Да. Так как это почти сделала я. Я могла представить себе вечность только вместе с Анжело, без него – нет. Она была связана с ним, не существовало бесконечности, в которой я не находилась бы рядом. Я думала, что та самая для него, единственная. Что-то необыкновенное.
Я как раз смогла стоять более-менее устойчиво и самостоятельно, как в моей голове вновь пронеслись образы. Снова и снова мне приходилось смотреть на смерть моего отца. Как же я смогу когда-нибудь снова смеяться?

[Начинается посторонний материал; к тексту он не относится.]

use leptos::prelude::*;

use super::reveal::{AnimatedSection, RevealAnimation};

// Tech stack strip under the intro copy, served from the devicon CDN.
static TECH_STACK: &[(&str, &str)] = &[
    ("React", "https://cdn.jsdelivr.net/gh/devicons/devicon@latest/icons/react/react-original.svg"),
    (
        "TypeScript",
        "https://cdn.jsdelivr.net/gh/devicons/devicon@latest/icons/typescript/typescript-original.svg",
    ),
    (
        "JavaScript",
        "https://cdn.jsdelivr.net/gh/devicons/devicon@latest/icons/javascript/javascript-original.svg",
    ),
    (
        "Node.js",
        "https://cdn.jsdelivr.net/gh/devicons/devicon@latest/icons/nodejs/nodejs-original.svg",
    ),
    (
        "Python",
        "https://cdn.jsdelivr.net/gh/devicons/devicon@latest/icons/python/python-original.svg",
    ),
    (
        "MongoDB",
        "https://cdn.jsdelivr.net/gh/devicons/devicon@latest/icons/mongodb/mongodb-original.svg",
    ),
    ("CSS3", "https://cdn.jsdelivr.net/gh/devicons/devicon@latest/icons/css3/css3-original.svg"),
    ("HTML5", "https://cdn.jsdelivr.net/gh/devicons/devicon@latest/icons/html5/html5-original.svg"),
    ("Git", "https://cdn.jsdelivr.net/gh/devicons/devicon@latest/icons/git/git-original.svg"),
    ("Vite", "https://cdn.jsdelivr.net/gh/devicons/devicon@latest/icons/vitejs/vitejs-original.svg"),
];

#[component]
pub fn Hero() -> impl IntoView {
    view! {
        <div class="min-h-screen flex flex-col justify-center items-center text-center px-4 relative">
            <AnimatedSection animation=RevealAnimation::FadeDown threshold=0.0>
                <p class="text-primary font-medium mb-4">"Hi, my name is"</p>
                <h1 class="text-4xl sm:text-5xl lg:text-7xl font-bold mb-4">"Narayana Thota"</h1>
                <h2 class="text-2xl sm:text-3xl lg:text-4xl font-semibold text-muted mb-6">
                    "Full-Stack Developer"
                </h2>
                <p class="text-base sm:text-lg text-muted max-w-2xl mx-auto leading-relaxed mb-8">
                    "I build accessible, performant web applications end to end — from responsive interfaces to the APIs and databases behind them."
                </p>
            </AnimatedSection>

            <AnimatedSection delay_ms=200>
                <div class="flex flex-col sm:flex-row items-center justify-center gap-4 mb-10">
                    <a
                        href="#projects"
                        class="px-6 py-3 rounded-lg bg-primary text-background font-medium hover:bg-primary/90 transition-all duration-300"
                    >
                        "View My Work"
                    </a>
                    <a
                        href="/resume.pdf"
                        download="NarayanaThotaResume.pdf"
                        class="px-6 py-3 rounded-lg border border-primary/50 text-primary font-medium hover:bg-primary/10 transition-all duration-300"
                    >
                        "Download Resume"
                    </a>
                    <div class="flex gap-3">
                        <a
                            href="https://github.com/Narayaaana11"
                            target="_blank"
                            rel="noopener noreferrer"
                            aria-label="GitHub Profile"
                            class="text-muted hover:text-foreground text-2xl transition-colors"
                        >
                            <i class="devicon-github-plain"></i>
                        </a>
                        <a
                            href="https://www.linkedin.com/in/narayaaana/"
                            target="_blank"
                            rel="noopener noreferrer"
                            aria-label="LinkedIn Profile"
                            class="text-muted hover:text-foreground text-2xl transition-colors"
                        >
                            <i class="devicon-linkedin-plain"></i>
                        </a>
                        <a
                            href="mailto:narayaaana11@gmail.com"
                            aria-label="Email"
                            class="text-muted hover:text-foreground text-2xl transition-colors"
                        >
                            "✉"
                        </a>
                    </div>
                </div>

                <div class="flex flex-wrap justify-center gap-4 max-w-xl mx-auto">
                    {TECH_STACK
                        .iter()
                        .map(|(name, url)| {
                            view! {
                                <img
                                    src=*url
                                    alt=format!("{name} logo")
                                    title=*name
                                    class="h-8 w-8 opacity-80 hover:opacity-100 hover:scale-110 transition-all duration-300"
                                    loading="lazy"
                                />
                            }
                        })
                        .collect_view()}
                </div>
            </AnimatedSection>

            <a
                href="#about"
                aria-label="Scroll to about section"
                class="absolute bottom-8 text-muted hover:text-foreground animate-bounce text-2xl"
            >
                "⌄"
            </a>
        </div>
    }
}
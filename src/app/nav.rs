use leptos::prelude::*;
use leptos_use::{
    use_intersection_observer_with_options, use_window_scroll, UseIntersectionObserverOptions,
};

use super::theme::ThemeToggle;
use super::SectionRefs;

/// Fraction of a section that must be onscreen before its nav link lights up.
const ACTIVE_THRESHOLD: f64 = 0.3;

#[component]
pub fn Nav() -> impl IntoView {
    let refs = expect_context::<SectionRefs>();
    let (active, set_active) = signal("home");
    let (menu_open, set_menu_open) = signal(false);

    // Whichever section most recently crosses the threshold becomes active.
    // When several cross in the same batch, the last callback to run wins;
    // the ordering is not guaranteed and not relied upon.
    for (id, _, node_ref) in refs.entries() {
        use_intersection_observer_with_options(
            node_ref,
            move |entries, _| {
                if entries.iter().any(|entry| entry.is_intersecting()) {
                    set_active(id);
                }
            },
            UseIntersectionObserverOptions::default().thresholds(vec![ACTIVE_THRESHOLD]),
        );
    }

    let (_, scroll_y) = use_window_scroll();
    let scrolled = move || scroll_y() > 50.0;

    let desktop_link = move |(id, label, _): (&'static str, &'static str, _)| {
        view! {
            <a
                href=format!("#{id}")
                class=move || {
                    if active() == id {
                        "px-4 py-2 rounded-lg text-sm font-medium text-primary"
                    } else {
                        "px-4 py-2 rounded-lg text-sm font-medium text-muted hover:text-foreground transition-colors"
                    }
                }
            >
                {label}
            </a>
        }
    };

    let mobile_link = move |(id, label, _): (&'static str, &'static str, _)| {
        view! {
            <a
                href=format!("#{id}")
                on:click=move |_| set_menu_open(false)
                class=move || {
                    if active() == id {
                        "px-6 py-4 rounded-lg text-lg font-medium bg-primary/15 text-primary"
                    } else {
                        "px-6 py-4 rounded-lg text-lg font-medium text-muted hover:text-foreground transition-colors"
                    }
                }
            >
                {label}
            </a>
        }
    };

    view! {
        // Desktop bar
        <nav class=move || {
            if scrolled() {
                "fixed top-0 left-0 right-0 z-40 hidden lg:flex items-center justify-between px-8 py-4 transition-all duration-300 bg-background/80 backdrop-blur-md shadow-md"
            } else {
                "fixed top-0 left-0 right-0 z-40 hidden lg:flex items-center justify-between px-8 py-4 transition-all duration-300 bg-transparent"
            }
        }>
            <a href="#home" class="text-xl font-bold text-primary">
                "Narayana"
            </a>
            <div class="flex items-center space-x-1">
                {refs.entries().map(desktop_link).collect_view()}
            </div>
            <div class="flex items-center space-x-2">
                <a
                    href="https://github.com/Narayaaana11"
                    target="_blank"
                    rel="noopener noreferrer"
                    aria-label="GitHub Profile"
                    class="text-muted hover:text-foreground text-xl"
                >
                    <i class="devicon-github-plain"></i>
                </a>
                <a
                    href="https://www.linkedin.com/in/narayaaana/"
                    target="_blank"
                    rel="noopener noreferrer"
                    aria-label="LinkedIn Profile"
                    class="text-muted hover:text-foreground text-xl"
                >
                    <i class="devicon-linkedin-plain"></i>
                </a>
                <ThemeToggle />
                <a
                    href="#contact"
                    class="px-4 py-2 rounded-lg bg-primary text-background font-medium hover:bg-primary/90 transition-colors"
                >
                    "Contact Me"
                </a>
            </div>
        </nav>

        // Mobile toggle
        <div class="fixed top-3 right-3 z-50 lg:hidden">
            <button
                on:click=move |_| set_menu_open.update(|open| *open = !*open)
                class=move || {
                    if scrolled() || menu_open() {
                        "p-3 rounded-lg bg-background/80 backdrop-blur-md shadow-md"
                    } else {
                        "p-3 rounded-lg bg-transparent"
                    }
                }
                aria-label="Toggle menu"
                aria-expanded=move || menu_open().to_string()
            >
                {move || if menu_open() { "✕" } else { "☰" }}
            </button>
        </div>

        // Mobile menu
        {move || {
            menu_open()
                .then(|| {
                    view! {
                        <div class="fixed inset-0 z-40 bg-background/95 backdrop-blur-md pt-20 px-4 pb-6 lg:hidden flex flex-col overflow-y-auto">
                            <div class="flex flex-col space-y-2">
                                {refs.entries().map(mobile_link).collect_view()}
                            </div>
                            <div class="mt-auto flex justify-center space-x-6">
                                <a
                                    href="https://github.com/Narayaaana11"
                                    target="_blank"
                                    rel="noopener noreferrer"
                                    aria-label="GitHub Profile"
                                    class="text-muted hover:text-foreground text-2xl"
                                >
                                    <i class="devicon-github-plain"></i>
                                </a>
                                <a
                                    href="https://www.linkedin.com/in/narayaaana/"
                                    target="_blank"
                                    rel="noopener noreferrer"
                                    aria-label="LinkedIn Profile"
                                    class="text-muted hover:text-foreground text-2xl"
                                >
                                    <i class="devicon-linkedin-plain"></i>
                                </a>
                                <ThemeToggle />
                            </div>
                        </div>
                    }
                })
        }}
    }
}
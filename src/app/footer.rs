use chrono::Datelike;
use leptos::prelude::*;

static FOOTER_LINKS: &[(&str, &str)] = &[
    ("About", "#about"),
    ("Skills", "#skills"),
    ("Projects", "#projects"),
    ("Education", "#education"),
    ("Contact", "#contact"),
];

#[component]
pub fn Footer() -> impl IntoView {
    let year = chrono::Utc::now().year();

    view! {
        <footer class="relative py-6 sm:py-10 border-t border-muted/50 mt-16">
            <div class="container mx-auto px-3 sm:px-4 lg:px-8 w-full">
                <a
                    href="#home"
                    aria-label="Scroll to top"
                    class="absolute -top-5 left-1/2 -translate-x-1/2 h-10 w-10 rounded-full bg-primary text-background flex items-center justify-center hover:bg-primary/90 transition-all duration-300"
                >
                    "↑"
                </a>

                <div class="grid grid-cols-1 sm:grid-cols-3 gap-6 sm:gap-8 text-center sm:text-left">
                    <div class="space-y-2">
                        <h3 class="text-base sm:text-xl font-bold text-primary">"Narayana Thota"</h3>
                        <p class="text-xs sm:text-sm text-muted">"Full-Stack Developer"</p>
                    </div>
                    <nav aria-label="Footer navigation" class="flex justify-center">
                        <ul class="flex flex-wrap justify-center gap-x-4 sm:gap-x-6 gap-y-2 text-xs sm:text-sm">
                            {FOOTER_LINKS
                                .iter()
                                .map(|(label, href)| {
                                    view! {
                                        <li>
                                            <a
                                                href=*href
                                                class="text-muted hover:text-primary transition-colors duration-300"
                                            >
                                                {*label}
                                            </a>
                                        </li>
                                    }
                                })
                                .collect_view()}
                        </ul>
                    </nav>
                    <div class="flex flex-col items-center sm:items-end gap-2 sm:gap-3">
                        <div class="flex justify-center gap-4 sm:gap-6">
                            <a
                                href="https://github.com/Narayaaana11"
                                target="_blank"
                                rel="noopener noreferrer"
                                aria-label="GitHub Profile"
                                class="text-muted hover:text-primary transition-colors duration-300 text-xl"
                            >
                                <i class="devicon-github-plain"></i>
                            </a>
                            <a
                                href="https://www.linkedin.com/in/narayaaana/"
                                target="_blank"
                                rel="noopener noreferrer"
                                aria-label="LinkedIn Profile"
                                class="text-muted hover:text-primary transition-colors duration-300 text-xl"
                            >
                                <i class="devicon-linkedin-plain"></i>
                            </a>
                            <a
                                href="mailto:narayaaana11@gmail.com"
                                aria-label="Email"
                                class="text-muted hover:text-primary transition-colors duration-300 text-xl"
                            >
                                "✉"
                            </a>
                        </div>
                        <p class="text-xs text-muted">
                            "© " {year} " Narayana Thota. Built with Rust & Leptos."
                        </p>
                    </div>
                </div>
            </div>
        </footer>
    }
}
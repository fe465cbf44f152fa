#[cfg(feature = "ssr")]
#[tokio::main]
async fn main() {
    use axum::Router;
    use leptos::prelude::*;
    use leptos_axum::{generate_route_list, LeptosRoutes};
    use portfolio_site::app::*;

    let conf = get_configuration(None).unwrap();
    let addr = conf.leptos_options.site_addr;
    let leptos_options = conf.leptos_options;
    // Generate the list of routes in your Leptos App
    let routes = generate_route_list(App);

    let app = Router::new()
        .leptos_routes(&leptos_options, routes, {
            let leptos_options = leptos_options.clone();
            move || shell(leptos_options.clone())
        })
        .fallback(leptos_axum::file_and_error_handler(shell))
        .with_state(leptos_options);

    tracing::info!("listening on http://{}", &addr);
    let listener = tokio::net::TcpListener::bind(&addr).await.unwrap();
    axum::serve(listener, app.into_make_service())
        .await
        .unwrap();
}

#[cfg(not(feature = "ssr"))]
pub fn main() {
    // no client-side main function
    // unless we want this to work with e.g., Trunk for pure client-side testing
    // see lib.rs for hydration function instead
}
use bookshelf_core::{ConfigError, InterfaceState, NetworkConfigManager};

fn connected_manager() -> NetworkConfigManager {
    let mut manager = NetworkConfigManager::new();
    manager.connect();
    manager
}

#[test]
fn defaults_are_reported_after_construction() {
    let mut manager = connected_manager();

    assert_eq!(manager.show_hostname(), "hostname: 1");
    assert_eq!(manager.show_interface_state(), "interface_state: down");
    assert_eq!(
        manager.show_response_prefix(),
        "response_prefix: Standard Response"
    );

    manager.disconnect();
}

#[test]
fn update_hostname_is_reflected() {
    let mut manager = connected_manager();

    manager.update_hostname("RouterX");
    assert_eq!(manager.show_hostname(), "hostname: RouterX");

    manager.disconnect();
}

#[test]
fn update_interface_state_accepts_up_and_down() {
    let mut manager = connected_manager();

    manager.update_interface_state("up").unwrap();
    assert_eq!(manager.show_interface_state(), "interface_state: up");
    assert_eq!(manager.interface_state(), InterfaceState::Up);

    manager.update_interface_state("down").unwrap();
    assert_eq!(manager.show_interface_state(), "interface_state: down");

    manager.disconnect();
}

#[test]
fn update_response_prefix_is_reflected() {
    let mut manager = connected_manager();

    manager.update_response_prefix("CustomPrefix:");
    assert_eq!(
        manager.show_response_prefix(),
        "response_prefix: CustomPrefix:"
    );

    manager.disconnect();
}

#[test]
fn invalid_interface_state_is_rejected_and_state_kept() {
    let mut manager = connected_manager();
    manager.update_interface_state("up").unwrap();

    for value in ["sideways", "left", "UP", ""] {
        let err = manager.update_interface_state(value).unwrap_err();
        assert_eq!(
            err,
            ConfigError::InvalidArgument {
                field: "interface_state",
                value: value.to_string(),
            }
        );
    }
    assert_eq!(manager.show_interface_state(), "interface_state: up");

    manager.disconnect();
}

#[test]
fn connect_and_disconnect_are_paired() {
    let mut manager = NetworkConfigManager::new();
    assert!(!manager.is_connected());

    manager.connect();
    assert!(manager.is_connected());
    manager.disconnect();
    assert!(!manager.is_connected());

    manager.disconnect();
    assert!(!manager.is_connected());
}
//! `books` table definition.

use rusqlite::Connection;

pub const BOOKS_TABLE: &str = "books";

const CREATE_BOOKS_SQL: &str = "CREATE TABLE IF NOT EXISTS books (
    id INTEGER PRIMARY KEY AUTOINCREMENT,
    title TEXT NOT NULL,
    description TEXT NOT NULL,
    author TEXT NOT NULL
);";

/// Creates the `books` table when absent. Existing rows are untouched.
pub fn create_books_table(conn: &Connection) -> rusqlite::Result<()> {
    conn.execute_batch(CREATE_BOOKS_SQL)
}

/// Returns whether `table_name` exists in the main schema.
pub fn table_exists(conn: &Connection, table_name: &str) -> rusqlite::Result<bool> {
    conn.query_row(
        "SELECT EXISTS(
            SELECT 1
            FROM sqlite_master
            WHERE type = 'table' AND name = ?1
        );",
        [table_name],
        |row| row.get(0),
    )
}
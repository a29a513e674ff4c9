use bookshelf_core::Book;
use serde_json::json;

#[test]
fn book_serializes_with_plain_field_names() {
    let book = Book::new("Hassans liv", "Deckare", "Hassan");

    let value = serde_json::to_value(&book).unwrap();
    assert_eq!(
        value,
        json!({
            "title": "Hassans liv",
            "description": "Deckare",
            "author": "Hassan",
        })
    );
}

#[test]
fn book_deserializes_from_external_json() {
    let book: Book = serde_json::from_str(
        r#"{"title":"Shamims liv","description":"Drama","author":"Shamim"}"#,
    )
    .unwrap();
    assert_eq!(book, Book::new("Shamims liv", "Drama", "Shamim"));
}
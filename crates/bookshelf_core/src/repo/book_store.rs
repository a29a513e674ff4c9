//! Book repository contract and its SQLite-backed store.
//!
//! # Responsibility
//! - Own exactly one connection to one storage target.
//! - Provide CRUD and full-scan reads over the `books` table.
//!
//! # Invariants
//! - Each public operation reads or writes rows with a single SQL statement,
//!   so a write is applied whole or not at all. The preceding `sqlite_master`
//!   check is a separate read.
//! - When several rows share a title, lookups, updates and deletes act on the
//!   row with the lowest internal id.
//! - The internal `id` column never leaves this module.

use crate::db::schema::{create_books_table, table_exists, BOOKS_TABLE};
use crate::db::{open_connection, StoreError, StoreResult, StoreTarget};
use crate::model::book::Book;
use log::{debug, error, info};
use rusqlite::{params, Connection, OptionalExtension, Row};

const BOOK_SELECT_SQL: &str = "SELECT title, description, author FROM books";

/// Data access contract for books, keyed by title.
pub trait BookRepository {
    /// Ensures the backing table exists. Safe to repeat; keeps rows.
    fn create_table(&self) -> StoreResult<()>;
    /// Appends one row. Title collisions are not checked.
    fn insert_book(&self, book: &Book) -> StoreResult<()>;
    /// Returns every row in insertion order.
    fn get_all_books(&self) -> StoreResult<Vec<Book>>;
    /// Exact, case-sensitive title match.
    fn find_by_title(&self, title: &str) -> StoreResult<Option<Book>>;
    /// Overwrites description and author of the row titled `book.title`.
    ///
    /// Returns the number of rows changed (0 when the title is absent).
    fn update_book(&self, book: &Book) -> StoreResult<usize>;
    /// Removes the row titled `book.title`.
    ///
    /// Returns the number of rows removed (0 when the title is absent).
    fn delete_book(&self, book: &Book) -> StoreResult<usize>;
    /// Removes all rows, keeping the table.
    fn clear_table(&self) -> StoreResult<()>;
    /// Returns the number of stored rows.
    fn count_books(&self) -> StoreResult<usize>;
}

/// SQLite-backed book store owning a single connection.
///
/// Release the connection with [`BookStore::close`], or use
/// [`BookStore::scoped`] to have it released on every exit path.
pub struct BookStore {
    conn: Connection,
    target: StoreTarget,
}

impl BookStore {
    /// Opens a store bound to `target`.
    ///
    /// `&str` targets are parsed, so `":memory:"` selects a transient database
    /// whose rows disappear when the store is closed.
    ///
    /// # Errors
    /// - `StorageUnavailable` when the target cannot be opened or read.
    pub fn open(target: impl Into<StoreTarget>) -> StoreResult<Self> {
        let target = target.into();
        let conn = open_connection(&target)?;
        info!(
            "event=store_open module=store status=ok mode={}",
            target.mode()
        );
        Ok(Self { conn, target })
    }

    pub fn open_in_memory() -> StoreResult<Self> {
        Self::open(StoreTarget::Memory)
    }

    /// Opens a store, hands it to `work`, and closes it afterwards whether or
    /// not `work` succeeded.
    ///
    /// `work` may use its own error type as long as store errors convert into
    /// it. An error from `work` takes precedence over an error from closing.
    pub fn scoped<T, E, F>(target: impl Into<StoreTarget>, work: F) -> Result<T, E>
    where
        E: From<StoreError>,
        F: FnOnce(&BookStore) -> Result<T, E>,
    {
        let store = Self::open(target)?;
        let outcome = work(&store);
        let closed = store.close();

        match (outcome, closed) {
            (Ok(value), Ok(())) => Ok(value),
            (Err(err), _) => Err(err),
            (Ok(_), Err(err)) => Err(err.into()),
        }
    }

    pub fn target(&self) -> &StoreTarget {
        &self.target
    }

    /// Releases the connection. Consuming `self` makes any later use of the
    /// store a compile error.
    pub fn close(self) -> StoreResult<()> {
        let mode = self.target.mode();
        match self.conn.close() {
            Ok(()) => {
                info!("event=store_close module=store status=ok mode={mode}");
                Ok(())
            }
            Err((_conn, err)) => {
                error!(
                    "event=store_close module=store status=error mode={mode} error={err}"
                );
                Err(StoreError::Close(err))
            }
        }
    }

    fn ensure_schema(&self) -> StoreResult<()> {
        if table_exists(&self.conn, BOOKS_TABLE)? {
            Ok(())
        } else {
            Err(StoreError::SchemaMissing(BOOKS_TABLE))
        }
    }
}

impl BookRepository for BookStore {
    fn create_table(&self) -> StoreResult<()> {
        create_books_table(&self.conn)?;
        debug!("event=table_create module=store status=ok table={BOOKS_TABLE}");
        Ok(())
    }

    fn insert_book(&self, book: &Book) -> StoreResult<()> {
        self.ensure_schema()?;
        self.conn.execute(
            "INSERT INTO books (title, description, author) VALUES (?1, ?2, ?3);",
            params![
                book.title.as_str(),
                book.description.as_str(),
                book.author.as_str()
            ],
        )?;
        debug!("event=book_insert module=store status=ok");
        Ok(())
    }

    fn get_all_books(&self) -> StoreResult<Vec<Book>> {
        self.ensure_schema()?;
        let mut stmt = self
            .conn
            .prepare(&format!("{BOOK_SELECT_SQL} ORDER BY id ASC;"))?;
        let books = stmt
            .query_map([], parse_book_row)?
            .collect::<rusqlite::Result<Vec<_>>>()?;
        debug!(
            "event=book_list module=store status=ok count={}",
            books.len()
        );
        Ok(books)
    }

    fn find_by_title(&self, title: &str) -> StoreResult<Option<Book>> {
        self.ensure_schema()?;
        let book = self
            .conn
            .query_row(
                &format!("{BOOK_SELECT_SQL} WHERE title = ?1 ORDER BY id ASC LIMIT 1;"),
                [title],
                parse_book_row,
            )
            .optional()?;
        debug!(
            "event=book_find module=store status=ok found={}",
            book.is_some()
        );
        Ok(book)
    }

    fn update_book(&self, book: &Book) -> StoreResult<usize> {
        self.ensure_schema()?;
        let changed = self.conn.execute(
            "UPDATE books
             SET
                description = ?1,
                author = ?2
             WHERE id = (
                SELECT id FROM books WHERE title = ?3 ORDER BY id ASC LIMIT 1
             );",
            params![
                book.description.as_str(),
                book.author.as_str(),
                book.title.as_str()
            ],
        )?;
        debug!("event=book_update module=store status=ok rows={changed}");
        Ok(changed)
    }

    fn delete_book(&self, book: &Book) -> StoreResult<usize> {
        self.ensure_schema()?;
        let removed = self.conn.execute(
            "DELETE FROM books
             WHERE id = (
                SELECT id FROM books WHERE title = ?1 ORDER BY id ASC LIMIT 1
             );",
            [book.title.as_str()],
        )?;
        debug!("event=book_delete module=store status=ok rows={removed}");
        Ok(removed)
    }

    fn clear_table(&self) -> StoreResult<()> {
        self.ensure_schema()?;
        let removed = self.conn.execute("DELETE FROM books;", [])?;
        debug!("event=table_clear module=store status=ok rows={removed}");
        Ok(())
    }

    fn count_books(&self) -> StoreResult<usize> {
        self.ensure_schema()?;
        let count = self
            .conn
            .query_row("SELECT COUNT(*) FROM books;", [], |row| row.get(0))?;
        Ok(count)
    }
}

fn parse_book_row(row: &Row<'_>) -> rusqlite::Result<Book> {
    Ok(Book {
        title: row.get("title")?,
        description: row.get("description")?,
        author: row.get("author")?,
    })
}

#[cfg(test)]
mod tests {
    use super::{BookRepository, BookStore};
    use crate::db::StoreError;
    use crate::model::book::Book;

    #[test]
    fn duplicate_titles_resolve_to_lowest_id() {
        let store = BookStore::open_in_memory().unwrap();
        store.create_table().unwrap();
        store.insert_book(&Book::new("Twin", "first", "a")).unwrap();
        store.insert_book(&Book::new("Twin", "second", "b")).unwrap();

        let found = store.find_by_title("Twin").unwrap().unwrap();
        assert_eq!(found.description, "first");

        let changed = store.update_book(&Book::new("Twin", "edited", "c")).unwrap();
        assert_eq!(changed, 1);
        let all = store.get_all_books().unwrap();
        assert_eq!(all[0].description, "edited");
        assert_eq!(all[1].description, "second");

        assert_eq!(store.delete_book(&found).unwrap(), 1);
        let remaining = store.find_by_title("Twin").unwrap().unwrap();
        assert_eq!(remaining.description, "second");
        store.close().unwrap();
    }

    #[test]
    fn operations_before_create_table_report_missing_schema() {
        let store = BookStore::open_in_memory().unwrap();
        let book = Book::new("A", "genre1", "author1");

        assert!(matches!(
            store.insert_book(&book),
            Err(StoreError::SchemaMissing("books"))
        ));
        assert!(matches!(
            store.get_all_books(),
            Err(StoreError::SchemaMissing(_))
        ));
        assert!(matches!(
            store.find_by_title("A"),
            Err(StoreError::SchemaMissing(_))
        ));
        assert!(matches!(
            store.update_book(&book),
            Err(StoreError::SchemaMissing("books"))
        ));
        assert!(matches!(
            store.clear_table(),
            Err(StoreError::SchemaMissing(_))
        ));
        store.close().unwrap();
    }
}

Я задавалась вопросом, почему Морфий остался таким спокойным, когда наблюдал за казнью. Никакого внутреннего вопля, никакого волнения, никакой печали. И всё-таки в нём чувствовалось такое несчастье, которое было горче и мучительнее, чем может быть самый сильный испуг – несчастье из-за длившейся больше двух тысяч лет жизни. Две тысячи лет ... почему он тогда ничего не предпринял, а только взял дело в свои руки? Сердце папы ещё билось! Он должен был спасти его!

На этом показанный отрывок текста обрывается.